Re: [PATCH 4/4] sched: cpufreq_cfs: pelt-based cpu frequency scaling

public inbox for linux-kernel@vger.kernel.org
 help / color / mirror / Atom feed

From: Peter Zijlstra <peterz@infradead.org>
To: Michael Turquette <mturquette@linaro.org>
Cc: mingo@kernel.org, linux-kernel@vger.kernel.org,
	preeti@linux.vnet.ibm.com, Morten.Rasmussen@arm.com,
	riel@redhat.com, efault@gmx.de, nicolas.pitre@linaro.org,
	daniel.lezcano@linaro.org, dietmar.eggemann@arm.com,
	vincent.guittot@linaro.org, amit.kucheria@linaro.org,
	juri.lelli@arm.com, rjw@rjwysocki.net, viresh.kumar@linaro.org,
	ashwin.chaugule@linaro.org, alex.shi@linaro.org,
	linux-pm@vger.kernel.org
Subject: Re: [PATCH 4/4] sched: cpufreq_cfs: pelt-based cpu frequency scaling
Date: Wed, 6 May 2015 14:22:40 +0200	[thread overview]
Message-ID: <20150506122240.GY23123@twins.programming.kicks-ass.net> (raw)
In-Reply-To: <20150505182347.16410.16338@quantum>

On Tue, May 05, 2015 at 11:23:47AM -0700, Michael Turquette wrote:
> Quoting Peter Zijlstra (2015-05-05 02:00:42)
> > On Mon, May 04, 2015 at 03:10:41PM -0700, Michael Turquette wrote:
> > > This policy is implemented using the cpufreq governor interface for two
> > > main reasons:
> > > 
> > > 1) re-using the cpufreq machine drivers without using the governor
> > > interface is hard.
> > > 
> > > 2) using the cpufreq interface allows us to switch between the
> > > scheduler-driven policy and legacy cpufreq governors such as ondemand at
> > > run-time. This is very useful for comparative testing and tuning.
> > 
> > Urgh,. so I don't really like that. It adds a lot of noise to the
> > system. You do the irq work thing to kick the cpufreq threads which do
> > their little thing -- and their wakeup will influence the cfs
> > accounting, which in turn will start the whole thing anew.
> > 
> > I would really prefer you did a whole new system with directly invoked
> > drivers that avoid the silly dance. Your 'new' ARM systems should be
> > well capable of that.
> 
> Thanks for the review Peter.

Well, I didn't actually get beyond the Changelog; although I have
rectified this now. A few more comments below.

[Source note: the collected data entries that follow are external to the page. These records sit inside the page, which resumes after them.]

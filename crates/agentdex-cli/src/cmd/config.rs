use crate::output::print_json;
use agentdex_core::config::{Config, WarnLevel};
use anyhow::Context;
use clap::Subcommand;
use std::path::Path;

#[derive(Subcommand)]
pub enum ConfigSubcommand {
    /// Show the effective configuration and resolved collection directories
    Show,

    /// Validate the config for common mistakes
    Validate,
}

pub fn run(root: &Path, subcmd: ConfigSubcommand, json: bool) -> anyhow::Result<()> {
    match subcmd {
        ConfigSubcommand::Show => show(root, json),
        ConfigSubcommand::Validate => validate(root, json),
    }
}

// ---------------------------------------------------------------------------
// show
// ---------------------------------------------------------------------------

fn show(root: &Path, json: bool) -> anyhow::Result<()> {
    let config = Config::load(root).context("failed to load config")?;
    let resolved = config.root_paths(root);

    if json {
        let value = serde_json::json!({
            "config": config,
            "resolved": resolved,
        });
        return print_json(&value);
    }

    println!("version:  {}", config.version);
    println!("agents:   {}", resolved.agents_dir.display());
    println!("commands: {}", resolved.commands_dir.display());
    Ok(())
}

// ---------------------------------------------------------------------------
// validate
// ---------------------------------------------------------------------------

fn validate(root: &Path, json: bool) -> anyhow::Result<()> {
    let config = Config::load(root).context("failed to load config")?;
    let warnings = config.validate(root);

    if json {
        let value = serde_json::json!({
            "warnings": warnings,
        });
        print_json(&value)?;
    } else if warnings.is_empty() {
        println!("Config is valid. No warnings.");
    } else {
        for w in &warnings {
            let prefix = match w.level {
                WarnLevel::Warning => "warning",
                WarnLevel::Error => "error",
            };
            println!("[{prefix}] {}", w.message);
        }
    }

    if warnings.iter().any(|w| w.level == WarnLevel::Error) {
        anyhow::bail!("config validation found errors");
    }

    Ok(())
}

> We'll need something in process context for the many cpufreq drivers
> that might sleep during their cpu frequency transition, no? This is due
> to calls into the regulator framework, the clock framework and sometimes
> other things such as conversing with a power management IC or voting
> with some system controller.

Yes, we need _something_. I just spoke to a bunch of people on IRC and
it does indeed seem that I was mistaken in my assumption that modern ARM
systems were 'easy' in this regard.

> > As to the drivers, they're mostly fairly small and self contained, it
> > should not be too hard to hack them up to work without cpufreq.
> 
> The drivers are not the only thing. I want to leverage the existing
> cpufreq core infrastructure:
> 
> * rate change notifiers
> * cpu hotplug awareness
> * methods to fetch frequency tables from firmware (acpi, devicetree)
> * other stuff I can't think of now
> 
> So I do not think we should throw out the baby with the bath water. The
> thing that people really don't like about cpufreq are the governors IMO.
> Let's fix that by creating a list of requirements that we really want
> for scheduler-driven cpu frequency selection:
> 
> 0) do something smart with scheduler statistics to create an improved
> frequency selection algorithm over existing cpufreq governors
> 
> 1) support upcoming and legacy hardware, within reason
> 
> 2) if a system exports a fast, async frequency selection interface to
> Linux, then provide a solution that doesn't do any irq_work or kthread
> stuff.  Do it all in the fast path
> 
> 3) if a system has a slow, synchronous interface for frequency
> selection, then provide an acceptable solution for kicking this work to
> process context. Limit time in the fast path
> 
> The patch set tries to tackle 0, 1 and 3. Would the inclusion of #2 make
> you feel better about supporting "newer" hardware with a fire-and-forget
> frequency selection interface?

I should probably look at doing a x86 support patch to try some of this
out, I'll try and find some time to play with that.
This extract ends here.